FAQ (Frequently Asked Questions)

1. How do you find good combinations and permutations? Give examples of permutations and combinations.

Ans. You need to revise and solve as many problems as you can each day to be able to understand the concept clearly. That is just the bare minimum. Everything is interconnected, so it is curious enough to dig deep into every question and problem every day. If there's one way of mastering it, it has to be the fact that one must not just solve questions but create them too. Keep asking/creating questions and work smart and hard in achieving the answers yourself.

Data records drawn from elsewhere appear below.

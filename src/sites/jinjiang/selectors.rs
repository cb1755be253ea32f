//! 晋江选择器
//!
//! 预编译的 CSS 选择器，对应站点固定版本的页面结构

use std::sync::OnceLock;

use scraper::Selector;

/// 站点选择器集合
pub struct SiteSelectors {
    // 详情页
    pub title: Selector,
    pub author: Selector,
    pub intro: Selector,
    pub info_label: Selector,
    pub cover_img: Selector,
    pub chapter_row: Selector,
    pub chapter_click: Selector,
    // 站内搜索
    pub search_banner: Selector,
    pub result_card: Selector,
    pub card_link: Selector,
    pub card_title: Selector,
    pub card_date: Selector,
    pub card_author: Selector,
    pub card_intro: Selector,
    // 站内搜索降级后的通用搜索
    pub web_card: Selector,
    pub web_link: Selector,
    pub web_caption: Selector,
    pub web_snippet: Selector,
}

static SELECTORS: OnceLock<SiteSelectors> = OnceLock::new();

impl SiteSelectors {
    /// 获取全局选择器实例
    pub fn get() -> &'static SiteSelectors {
        SELECTORS.get_or_init(|| SiteSelectors {
            title: Selector::parse("span[itemprop='articleSection']").unwrap(),
            author: Selector::parse("span[itemprop='author']").unwrap(),
            intro: Selector::parse("div#novelintro").unwrap(),
            info_label: Selector::parse("div[class='smallreadbody'] > span").unwrap(),
            cover_img: Selector::parse("img[class='noveldefaultimage']").unwrap(),
            chapter_row: Selector::parse("table tr[itemprop*='chapter']").unwrap(),
            chapter_click: Selector::parse("td[class='chapterclick']").unwrap(),
            search_banner: Selector::parse("table[class='searchContainer'] div[class='nav']").unwrap(),
            result_card: Selector::parse("div#search_result > div:not([style]):not([class])").unwrap(),
            card_link: Selector::parse("h3[class='title'] > a").unwrap(),
            card_title: Selector::parse("h3[class='title'] span").unwrap(),
            card_date: Selector::parse("h3[class='title'] > font").unwrap(),
            card_author: Selector::parse("div[class='info'] > a > span").unwrap(),
            card_intro: Selector::parse("div[class='intro']").unwrap(),
            web_card: Selector::parse("ol#b_results > li[class='b_algo']").unwrap(),
            web_link: Selector::parse("h2 a").unwrap(),
            web_caption: Selector::parse("div.b_caption").unwrap(),
            web_snippet: Selector::parse("div.b_caption p").unwrap(),
        })
    }
}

An example of permutations is the number of 2 letter words which can be formed by using the letters in a word say, GREAT;

^{5}P_{2} = (n!)/(n-r)! = (5!)/(5-2)!

An example of combinations is in how many combinations we can write the words using the vowels of the word GREAT;

^{5}C_{2} = (n!)/r!(n-r)! = (5!)/2!(5-2)!

2. What is the difference between Combination and Permutations?

Ans. A combination is a mathematical method that decides the number of achievable positioning in a group of objects where the sequence of the preference does not matter. In combinations, you might pick the items in any sequence. Combinations can be jumbled with permutations so one has to be very careful about it and make sure that the two different terms "combinations" and "Permutations" do not get jumbled. The idea of each term should be crystal clear to not make mistakes.

To examine whether a question is a permutation or combination question, question yourself if the sequence matters. If the sequence of things is vital, then it is a permutation question, if the sequence doesn't matter then it is a combination question. Although no matter how easy it seems to differentiate between the two, it does become tricky at times to know if the question given is permutation or combination. Regular practice is the key to avoid such problems and uncertainty.